Stored items
▶

//! Take-profit / stop-loss rules for open straddles.
//!
//! Evaluation is pure: it looks at one position, its latest snapshot and the
//! clock, and never touches the ledger. The desk applies the verdicts.

use chrono::{DateTime, Duration, Utc};
use rust_decimal::Decimal;
use serde::{Deserialize, Serialize};

use gex_desk_core::{ExitPolicyConfig, Position, ValuationSnapshot};

/// Which threshold fired.
#[derive(Debug, Clone, Copy, PartialEq, Eq, Serialize, Deserialize)]
pub enum ExitTrigger {
    TakeProfit { threshold: Decimal },
    StopLoss { threshold: Decimal },
}

impl ExitTrigger {
    /// Reason recorded in the position note, e.g. `auto:TP 50`.
    #[must_use]
    pub fn reason(&self) -> String {
        match self {
            Self::TakeProfit { threshold } => format!("auto:TP {}", threshold.normalize()),
            Self::StopLoss { threshold } => format!("auto:SL {}", threshold.normalize()),
        }
    }
}

/// Result of evaluating one position.
#[derive(Debug, Clone, PartialEq, Eq)]
pub enum ExitVerdict {
    /// Close the position at its snapshot.
    Close(ExitTrigger),
    /// Fresh snapshot, no threshold reached.
    Hold,
    /// Auto-exit is off or both thresholds are disabled.
    Disabled,
    /// Position is already closed.
    NotOpen,
    /// Nothing has been valued yet.
    NoSnapshot,
    /// A threshold may be crossed but the snapshot is too old to act on.
    StaleSnapshot { age: Duration },
}

/// Take-profit threshold if enabled.
fn take_profit(policy: &ExitPolicyConfig) -> Option<Decimal> {
    (policy.take_profit_usd > Decimal::ZERO).then_some(policy.take_profit_usd)
}

/// Stop-loss magnitude if enabled; the sign of the configured value is ignored.
fn stop_loss(policy: &ExitPolicyConfig) -> Option<Decimal> {
    let sl = policy.stop_loss_usd.abs();
    (sl > Decimal::ZERO).then_some(sl)
}

/// Returns true if the policy can ever close anything.
#[must_use]
pub fn is_active(policy: &ExitPolicyConfig) -> bool {
    policy.auto_enabled && (take_profit(policy).is_some() || stop_loss(policy).is_some())
}

/// Evaluates the exit rules for one position.
///
/// The staleness gate is applied before the thresholds: a snapshot older than
/// `max_staleness` never closes anything.
#[must_use]
pub fn evaluate(
    policy: &ExitPolicyConfig,
    position: &Position,
    snapshot: Option<&ValuationSnapshot>,
    now: DateTime<Utc>,
) -> ExitVerdict {
    if !is_active(policy) {
        return ExitVerdict::Disabled;
    }
    if !position.is_open() {
        return ExitVerdict::NotOpen;
    }
    let Some(snapshot) = snapshot.filter(|s| s.position_id == position.id) else {
        return ExitVerdict::NoSnapshot;
    };

    let age = snapshot.age(now);
    if age > policy.max_staleness() {
        return ExitVerdict::StaleSnapshot { age };
    }

    let pnl = snapshot.pnl_usd;

    if let Some(tp) = take_profit(policy) {
        if pnl >= tp {
            return ExitVerdict::Close(ExitTrigger::TakeProfit { threshold: tp });
        }
    }

    if let Some(sl) = stop_loss(policy) {
        if pnl <= -sl {
            return ExitVerdict::Close(ExitTrigger::StopLoss { threshold: sl });
        }
    }

    ExitVerdict::Hold
}

#[cfg(test)]
mod tests {
    use super::*;
    use gex_desk_core::{EntryQuotes, LegQuote, PositionTerms};
    use rust_decimal_macros::dec;

    fn policy(tp: Decimal, sl: Decimal, auto: bool) -> ExitPolicyConfig {
        ExitPolicyConfig {
            take_profit_usd: tp,
            stop_loss_usd: sl,
            auto_enabled: auto,
            max_staleness_secs: 10,
        }
    }

    fn position() -> Position {
        Position::open(
            PositionTerms::new(
                "BTC",
                "27DEC24",
                dec!(60000),
                "BTC-27DEC24-60000-C",
                "BTC-27DEC24-60000-P",
            ),
            EntryQuotes {
                call: LegQuote::new(dec!(0.01), dec!(0.012), dec!(0.011)),
                put: LegQuote::new(dec!(0.008), dec!(0.009), dec!(0.0085)),
                spot: dec!(60000),
            },
            Utc::now(),
        )
        .unwrap()
    }

    fn snapshot_with_pnl(pos: &Position, pnl: Decimal, at: DateTime<Utc>) -> ValuationSnapshot {
        // Scenario B quotes give value 1250; shift the cost to hit the wanted pnl.
        let mut snap = ValuationSnapshot::compute(
            pos,
            LegQuote::new(dec!(0.013), dec!(0.015), dec!(0.014)),
            LegQuote::new(dec!(0.010), dec!(0.012), dec!(0.011)),
            dec!(50000),
            at,
        );
        snap.pnl_usd = pnl;
        snap
    }

    #[test]
    fn take_profit_fires_on_fresh_snapshot() {
        let pos = position();
        let now = Utc::now();
        let snap = snapshot_with_pnl(&pos, dec!(80), now);
        let verdict = evaluate(&policy(dec!(50), dec!(100), true), &pos, Some(&snap), now);
        assert_eq!(
            verdict,
            ExitVerdict::Close(ExitTrigger::TakeProfit {
                threshold: dec!(50)
            })
        );
    }

    #[test]
    fn stale_snapshot_suppresses_close() {
        let pos = position();
        let now = Utc::now();
        let snap = snapshot_with_pnl(&pos, dec!(80), now - Duration::seconds(12));
        let verdict = evaluate(&policy(dec!(50), dec!(100), true), &pos, Some(&snap), now);
        assert_eq!(
            verdict,
            ExitVerdict::StaleSnapshot {
                age: Duration::seconds(12)
            }
        );
    }

    #[test]
    fn snapshot_at_staleness_boundary_is_fresh() {
        let pos = position();
        let now = Utc::now();
        let snap = snapshot_with_pnl(&pos, dec!(80), now - Duration::seconds(10));
        let verdict = evaluate(&policy(dec!(50), dec!(100), true), &pos, Some(&snap), now);
        assert!(matches!(verdict, ExitVerdict::Close(_)));
    }

    #[test]
    fn stop_loss_uses_magnitude() {
        let pos = position();
        let now = Utc::now();
        let snap = snapshot_with_pnl(&pos, dec!(-100), now);

        for sl in [dec!(100), dec!(-100)] {
            let verdict = evaluate(&policy(dec!(0), sl, true), &pos, Some(&snap), now);
            assert_eq!(
                verdict,
                ExitVerdict::Close(ExitTrigger::StopLoss {
                    threshold: dec!(100)
                })
            );
        }
    }

    #[test]
    fn hold_between_thresholds() {
        let pos = position();
        let now = Utc::now();
        let snap = snapshot_with_pnl(&pos, dec!(20), now);
        let verdict = evaluate(&policy(dec!(50), dec!(100), true), &pos, Some(&snap), now);
        assert_eq!(verdict, ExitVerdict::Hold);
    }

    #[test]
    fn disabled_policies() {
        let pos = position();
        let now = Utc::now();
        let snap = snapshot_with_pnl(&pos, dec!(500), now);

        let off = evaluate(&policy(dec!(50), dec!(100), false), &pos, Some(&snap), now);
        assert_eq!(off, ExitVerdict::Disabled);

        let zeroes = evaluate(&policy(dec!(0), dec!(0), true), &pos, Some(&snap), now);
        assert_eq!(zeroes, ExitVerdict::Disabled);
    }

    #[test]
    fn no_snapshot_no_close() {
        let pos = position();
        let verdict = evaluate(&policy(dec!(50), dec!(100), true), &pos, None, Utc::now());
        assert_eq!(verdict, ExitVerdict::NoSnapshot);
    }

    #[test]
    fn trigger_reason_format() {
        let tp = ExitTrigger::TakeProfit {
            threshold: dec!(50.00),
        };
        assert_eq!(tp.reason(), "auto:TP 50");
        let sl = ExitTrigger::StopLoss {
            threshold: dec!(100),
        };
        assert_eq!(sl.reason(), "auto:SL 100");
    }
}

◀

--- Task requirements ---
Transcribe, exactly as written, all lines of the entries above from the first to the one containing "pub fn reason(&self)", and no more.

--- Result of the exercise ---
//! Take-profit / stop-loss rules for open straddles.
//!
//! Evaluation is pure: it looks at one position, its latest snapshot and the
//! clock, and never touches the ledger. The desk applies the verdicts.

use chrono::{DateTime, Duration, Utc};
use rust_decimal::Decimal;
use serde::{Deserialize, Serialize};

use gex_desk_core::{ExitPolicyConfig, Position, ValuationSnapshot};

/// Which threshold fired.
#[derive(Debug, Clone, Copy, PartialEq, Eq, Serialize, Deserialize)]
pub enum ExitTrigger {
    TakeProfit { threshold: Decimal },
    StopLoss { threshold: Decimal },
}

impl ExitTrigger {
    /// Reason recorded in the position note, e.g. `auto:TP 50`.
    #[must_use]
    pub fn reason(&self) -> String {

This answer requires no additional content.